Skilfish are large and bulky fish, which bear a resemblance to the wreckfish in the family Polyprionidae, and the groupers or sea bass in the family Serranidae, although skilfish are not related to any of those families. They are very long-lived fish, with some caught specimens being over 90 years old. Skilfish have a dark colored body, with almost black fins, and large, blue eyes above a projectile, cavernous grouper-like mouth. They also have strong caudal fins, which are as tall or taller than the fish's head. Skilfish can grow to a length of 1.83 m, and a weight of 91 kg.
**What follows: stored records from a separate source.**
//! The book list view: state, the one-shot catalog load, and rendering.

use std::sync::atomic::{AtomicBool, Ordering};
use std::sync::{Arc, PoisonError, RwLock, Weak};

use bookstore_kernel::settings::CatalogSettings;
use tokio::task::JoinHandle;

use super::models::{sanitize, Book};
use super::render::{RenderError, Renderer};
use super::source::{BookSource, FetchFailure, HttpBookSource};

/// Everything the view renders from.
#[derive(Debug, Clone, Default, PartialEq)]
pub struct ViewState {
    books: Vec<Book>,
}

impl ViewState {
    pub fn books(&self) -> &[Book] {
        &self.books
    }

    pub fn is_empty(&self) -> bool {
        self.books.is_empty()
    }
}

/// How the catalog load started by [`BookListView::mount`] ended.
#[derive(Debug)]
pub enum MountOutcome {
    /// State now holds `count` sanitized books.
    Loaded { count: usize },
    /// The request failed; state was left as it was.
    Failed(FetchFailure),
    /// The view was torn down before the response arrived.
    Detached,
}

struct Shared {
    alive: AtomicBool,
    state: RwLock<ViewState>,
}

/// Shows the catalog as a table, loading it once when mounted.
///
/// Loading, a failed load, and an empty catalog all render the same
/// "No books found." message.
pub struct BookListView {
    shared: Arc<Shared>,
    source: Arc<dyn BookSource>,
    renderer: Renderer,
    mounted: AtomicBool,
}

impl BookListView {
    pub fn new(source: Arc<dyn BookSource>) -> Result<Self, RenderError> {
        Ok(Self {
            shared: Arc::new(Shared {
                alive: AtomicBool::new(true),
                state: RwLock::new(ViewState::default()),
            }),
            source,
            renderer: Renderer::new()?,
            mounted: AtomicBool::new(false),
        })
    }

    /// A view reading from the configured HTTP endpoint.
    pub fn from_settings(settings: &CatalogSettings) -> anyhow::Result<Self> {
        let source = HttpBookSource::new(settings)?;
        Ok(Self::new(Arc::new(source))?)
    }

    /// Start the one catalog load for this view's lifetime.
    ///
    /// The load runs on the tokio runtime and nothing needs to wait for it;
    /// the returned handle is only there for callers that want the outcome.
    /// Every call after the first returns `None` without fetching again.
    ///
    /// # Panics
    ///
    /// Panics if called outside a tokio runtime.
    pub fn mount(&self) -> Option<JoinHandle<MountOutcome>> {
        if self.mounted.swap(true, Ordering::AcqRel) {
            tracing::debug!(source = self.source.describe(), "book list already mounted");
            return None;
        }

        tracing::info!(source = self.source.describe(), "loading book list");
        let source = self.source.clone();
        let shared = Arc::downgrade(&self.shared);
        Some(tokio::spawn(load(source, shared)))
    }

    /// Tear the view down. A load still in flight will not touch state.
    pub fn unmount(&self) {
        // Flip under the write lock so no load can be mid-write once this returns
        let _state = self
            .shared
            .state
            .write()
            .unwrap_or_else(PoisonError::into_inner);
        if self.shared.alive.swap(false, Ordering::AcqRel) {
            tracing::debug!(source = self.source.describe(), "book list unmounted");
        }
    }

    pub fn is_alive(&self) -> bool {
        self.shared.alive.load(Ordering::Acquire)
    }

    /// Snapshot of the current state.
    pub fn state(&self) -> ViewState {
        self.shared
            .state
            .read()
            .unwrap_or_else(PoisonError::into_inner)
            .clone()
    }

    /// The heading plus the table or empty message for the current state.
    pub fn render(&self) -> Result<String, RenderError> {
        let state = self
            .shared
            .state
            .read()
            .unwrap_or_else(PoisonError::into_inner);
        self.renderer.fragment(state.books())
    }

    /// [`render`](Self::render) wrapped in a full HTML document.
    pub fn render_page(&self) -> Result<String, RenderError> {
        let state = self
            .shared
            .state
            .read()
            .unwrap_or_else(PoisonError::into_inner);
        self.renderer.page(state.books())
    }
}

impl Drop for BookListView {
    fn drop(&mut self) {
        self.unmount();
    }
}

async fn load(source: Arc<dyn BookSource>, shared: Weak<Shared>) -> MountOutcome {
    let records = match source.fetch().await {
        Ok(records) => records,
        Err(failure) => {
            tracing::error!(
                source = source.describe(),
                error = %failure,
                cause = ?std::error::Error::source(&failure),
                "error fetching books"
            );
            return MountOutcome::Failed(failure);
        }
    };

    let received = records.len();
    let books = sanitize(records);
    let count = books.len();

    let applied = shared.upgrade().is_some_and(|shared| {
        let mut state = shared
            .state
            .write()
            .unwrap_or_else(PoisonError::into_inner);
        // Checked under the lock: `unmount` flips the flag while holding it
        let alive = shared.alive.load(Ordering::Acquire);
        if alive {
            state.books = books;
        }
        alive
    });
    if !applied {
        tracing::debug!(
            source = source.describe(),
            "book list torn down before the catalog arrived"
        );
        return MountOutcome::Detached;
    }

    tracing::info!(
        source = source.describe(),
        received,
        dropped = received - count,
        count,
        "book list loaded"
    );
    MountOutcome::Loaded { count }
}
//! Error handling for the bookstore HTTP layer

use axum::{
    http::StatusCode,
    response::{IntoResponse, Response},
    Json,
};
use serde::Serialize;
use thiserror::Error;
use time::{format_description::well_known::Rfc3339, OffsetDateTime};
use uuid::Uuid;

/// Standard error body for all HTTP errors
#[derive(Debug, Serialize)]
pub struct ErrorBody {
    pub details: Vec<serde_json::Value>,
    pub message: String,
    pub code: String,
    pub trace_id: String,
    pub timestamp: String,
}

/// Envelope wrapping [`ErrorBody`] under an `error` key
#[derive(Debug, Serialize)]
pub struct ErrorResponse {
    pub error: ErrorBody,
}

/// Application error types that map to HTTP responses
#[derive(Error, Debug)]
pub enum AppError {
    #[error("not found: {message}")]
    NotFound { message: String, code: String },

    #[error(transparent)]
    Internal(#[from] anyhow::Error),
}

impl AppError {
    /// Create a not found error
    pub fn not_found(message: impl Into<String>) -> Self {
        Self::NotFound {
            message: message.into(),
            code: "not_found".to_string(),
        }
    }

    /// HTTP status this error maps to
    pub fn status(&self) -> StatusCode {
        match self {
            AppError::NotFound { .. } => StatusCode::NOT_FOUND,
            AppError::Internal(_) => StatusCode::INTERNAL_SERVER_ERROR,
        }
    }
}

impl IntoResponse for AppError {
    fn into_response(self) -> Response {
        let error_id = Uuid::new_v4();
        let timestamp = OffsetDateTime::now_utc()
            .format(&Rfc3339)
            .unwrap_or_default();
        let status = self.status();

        let (error_code, message) = match self {
            AppError::NotFound { message, code } => (code, message),
            AppError::Internal(e) => ("internal_error".to_string(), format!("{e:#}")),
        };

        tracing::error!(
            error_id = %error_id,
            error_code = %error_code,
            status_code = %status.as_u16(),
            message = %message,
            "Request error"
        );

        // Release builds keep internal details in the logs only
        let message = if cfg!(not(debug_assertions)) && status == StatusCode::INTERNAL_SERVER_ERROR
        {
            "An internal server error occurred".to_string()
        } else {
            message
        };

        let body = ErrorResponse {
            error: ErrorBody {
                details: Vec::new(),
                message,
                code: error_code,
                trace_id: error_id.to_string(),
                timestamp,
            },
        };

        (status, Json(body)).into_response()
    }
}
In 2018, during a fishing expedition to the Hawaiian–Emperor seamount chain, the crew of Russian «Vostok-7» longline vessel (JSC «Vostok-1») caught perhaps the largest skilfish in history. The length of the caught specimen was 201 cm, and the record was recorded by TINRO-Center.

== Biology ==

Skilfish in a bento box

Skilfish are the predators of a large number of bony fishes, such as eels, capelin, Pacific cod, pollock, candlefish, herring, mackerel, mullets, cephalopods like squid, octopus, crustaceans such as shrimp, small crabs, and they may also consume jellyfishes and eel leptocephalus. Rockfish may be also prey, as one dissected specimen had a stomach full of rockfish spines.